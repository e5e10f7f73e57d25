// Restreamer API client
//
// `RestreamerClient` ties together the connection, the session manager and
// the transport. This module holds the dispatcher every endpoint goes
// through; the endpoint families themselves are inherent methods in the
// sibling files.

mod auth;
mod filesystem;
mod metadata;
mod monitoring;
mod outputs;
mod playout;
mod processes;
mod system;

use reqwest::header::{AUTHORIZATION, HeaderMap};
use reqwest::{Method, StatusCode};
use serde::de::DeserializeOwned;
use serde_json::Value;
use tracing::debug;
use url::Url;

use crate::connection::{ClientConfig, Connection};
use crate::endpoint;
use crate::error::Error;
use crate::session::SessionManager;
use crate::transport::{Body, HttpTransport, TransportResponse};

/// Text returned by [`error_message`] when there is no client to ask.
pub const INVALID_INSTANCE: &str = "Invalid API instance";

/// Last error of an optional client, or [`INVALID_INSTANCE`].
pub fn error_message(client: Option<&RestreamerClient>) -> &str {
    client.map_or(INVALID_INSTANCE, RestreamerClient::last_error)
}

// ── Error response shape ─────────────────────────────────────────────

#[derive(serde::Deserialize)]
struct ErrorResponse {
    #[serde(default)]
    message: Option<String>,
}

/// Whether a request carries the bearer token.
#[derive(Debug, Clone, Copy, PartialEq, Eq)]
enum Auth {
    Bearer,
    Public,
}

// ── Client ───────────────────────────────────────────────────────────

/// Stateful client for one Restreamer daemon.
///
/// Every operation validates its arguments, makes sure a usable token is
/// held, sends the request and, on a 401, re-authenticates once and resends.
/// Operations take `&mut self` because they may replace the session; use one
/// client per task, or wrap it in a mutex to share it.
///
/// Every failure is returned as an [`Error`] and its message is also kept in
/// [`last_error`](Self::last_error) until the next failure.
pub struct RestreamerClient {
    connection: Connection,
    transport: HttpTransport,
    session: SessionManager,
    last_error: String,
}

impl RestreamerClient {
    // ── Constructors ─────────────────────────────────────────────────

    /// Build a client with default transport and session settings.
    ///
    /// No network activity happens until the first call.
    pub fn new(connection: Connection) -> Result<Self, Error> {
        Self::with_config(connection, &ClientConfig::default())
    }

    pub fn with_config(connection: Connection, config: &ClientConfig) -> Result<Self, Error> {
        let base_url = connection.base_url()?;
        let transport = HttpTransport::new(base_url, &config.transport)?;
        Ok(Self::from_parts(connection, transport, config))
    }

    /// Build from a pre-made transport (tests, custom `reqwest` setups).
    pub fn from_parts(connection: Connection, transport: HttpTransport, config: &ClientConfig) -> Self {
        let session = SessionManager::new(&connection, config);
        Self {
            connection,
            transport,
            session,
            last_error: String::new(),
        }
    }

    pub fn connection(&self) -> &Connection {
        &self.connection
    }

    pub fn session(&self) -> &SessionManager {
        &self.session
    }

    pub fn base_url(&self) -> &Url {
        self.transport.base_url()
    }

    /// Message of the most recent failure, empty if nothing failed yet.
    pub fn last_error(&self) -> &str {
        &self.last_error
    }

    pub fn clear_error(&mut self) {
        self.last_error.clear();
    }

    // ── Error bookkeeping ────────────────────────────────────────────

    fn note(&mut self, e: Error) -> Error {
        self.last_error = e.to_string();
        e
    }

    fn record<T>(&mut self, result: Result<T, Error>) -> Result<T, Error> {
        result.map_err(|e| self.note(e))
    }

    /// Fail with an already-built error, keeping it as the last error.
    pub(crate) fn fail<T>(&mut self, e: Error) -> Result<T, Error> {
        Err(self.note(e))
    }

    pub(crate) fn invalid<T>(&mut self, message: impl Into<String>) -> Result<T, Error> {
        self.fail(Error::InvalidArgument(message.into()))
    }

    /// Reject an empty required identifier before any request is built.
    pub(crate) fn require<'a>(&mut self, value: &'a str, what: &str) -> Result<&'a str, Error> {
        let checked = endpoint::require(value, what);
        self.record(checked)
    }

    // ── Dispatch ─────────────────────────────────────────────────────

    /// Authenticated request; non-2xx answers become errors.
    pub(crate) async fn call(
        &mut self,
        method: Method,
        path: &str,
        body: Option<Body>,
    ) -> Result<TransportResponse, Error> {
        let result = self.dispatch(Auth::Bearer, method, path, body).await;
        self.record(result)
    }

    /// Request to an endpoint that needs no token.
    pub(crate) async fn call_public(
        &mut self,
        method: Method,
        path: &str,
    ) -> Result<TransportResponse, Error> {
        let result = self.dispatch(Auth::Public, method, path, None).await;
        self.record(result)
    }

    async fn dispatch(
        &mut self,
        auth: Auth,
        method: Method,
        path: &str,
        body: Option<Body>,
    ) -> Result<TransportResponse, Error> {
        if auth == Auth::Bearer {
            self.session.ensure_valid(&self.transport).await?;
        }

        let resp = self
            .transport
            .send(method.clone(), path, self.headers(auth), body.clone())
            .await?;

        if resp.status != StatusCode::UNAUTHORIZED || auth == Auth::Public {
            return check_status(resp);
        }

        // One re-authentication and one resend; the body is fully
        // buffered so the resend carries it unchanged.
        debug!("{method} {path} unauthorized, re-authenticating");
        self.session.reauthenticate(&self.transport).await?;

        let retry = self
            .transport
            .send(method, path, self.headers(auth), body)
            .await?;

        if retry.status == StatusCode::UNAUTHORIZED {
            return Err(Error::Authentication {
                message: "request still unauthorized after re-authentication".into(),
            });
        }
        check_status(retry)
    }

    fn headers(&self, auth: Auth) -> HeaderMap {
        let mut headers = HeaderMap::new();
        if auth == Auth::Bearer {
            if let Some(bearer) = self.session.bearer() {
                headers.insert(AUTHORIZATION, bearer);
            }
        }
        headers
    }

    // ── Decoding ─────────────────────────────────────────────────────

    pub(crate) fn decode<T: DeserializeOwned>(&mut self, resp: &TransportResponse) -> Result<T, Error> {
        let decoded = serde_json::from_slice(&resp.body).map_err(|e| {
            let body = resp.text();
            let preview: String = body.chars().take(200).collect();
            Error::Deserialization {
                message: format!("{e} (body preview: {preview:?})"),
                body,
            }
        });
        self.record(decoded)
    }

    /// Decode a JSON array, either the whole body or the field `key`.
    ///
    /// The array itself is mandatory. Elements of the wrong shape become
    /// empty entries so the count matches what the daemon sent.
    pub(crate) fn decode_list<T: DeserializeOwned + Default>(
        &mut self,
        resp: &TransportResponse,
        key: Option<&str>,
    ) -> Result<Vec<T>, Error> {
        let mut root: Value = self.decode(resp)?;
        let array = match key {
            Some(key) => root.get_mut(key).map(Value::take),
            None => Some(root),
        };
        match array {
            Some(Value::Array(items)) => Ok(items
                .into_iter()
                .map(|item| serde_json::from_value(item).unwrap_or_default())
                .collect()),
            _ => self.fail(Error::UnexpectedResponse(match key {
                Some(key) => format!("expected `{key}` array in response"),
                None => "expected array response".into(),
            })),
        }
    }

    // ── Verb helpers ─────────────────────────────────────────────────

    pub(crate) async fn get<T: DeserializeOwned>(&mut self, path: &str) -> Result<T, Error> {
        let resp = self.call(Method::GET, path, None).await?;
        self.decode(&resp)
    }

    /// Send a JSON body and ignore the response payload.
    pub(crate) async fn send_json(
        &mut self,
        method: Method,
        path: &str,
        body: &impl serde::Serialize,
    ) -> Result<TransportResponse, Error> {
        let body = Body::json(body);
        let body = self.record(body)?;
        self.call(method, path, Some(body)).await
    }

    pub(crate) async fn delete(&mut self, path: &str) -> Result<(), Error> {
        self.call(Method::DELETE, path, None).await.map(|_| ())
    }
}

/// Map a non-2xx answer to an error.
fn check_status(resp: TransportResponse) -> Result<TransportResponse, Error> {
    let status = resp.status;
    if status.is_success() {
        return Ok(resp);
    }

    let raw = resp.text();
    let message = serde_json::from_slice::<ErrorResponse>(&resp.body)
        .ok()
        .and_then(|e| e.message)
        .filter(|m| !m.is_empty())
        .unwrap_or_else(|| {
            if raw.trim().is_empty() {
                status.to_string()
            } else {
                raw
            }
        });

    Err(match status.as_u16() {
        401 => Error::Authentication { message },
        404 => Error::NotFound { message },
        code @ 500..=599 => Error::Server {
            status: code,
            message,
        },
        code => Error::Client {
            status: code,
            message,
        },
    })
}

★ ★ ★ ★ ★ ★ ★

**Task requirements**
Both the first line of the data above and the line with "use serde::de::DeserializeOwned;" must be included; please return exactly those lines and the ones between them.

**Solution to this exercise**
repository e5e10f7f73e57d25
// Restreamer API client
//
// `RestreamerClient` ties together the connection, the session manager and
// the transport. This module holds the dispatcher every endpoint goes
// through; the endpoint families themselves are inherent methods in the
// sibling files.

mod auth;
mod filesystem;
mod metadata;
mod monitoring;
mod outputs;
mod playout;
mod processes;
mod system;

use reqwest::header::{AUTHORIZATION, HeaderMap};
use reqwest::{Method, StatusCode};
use serde::de::DeserializeOwned;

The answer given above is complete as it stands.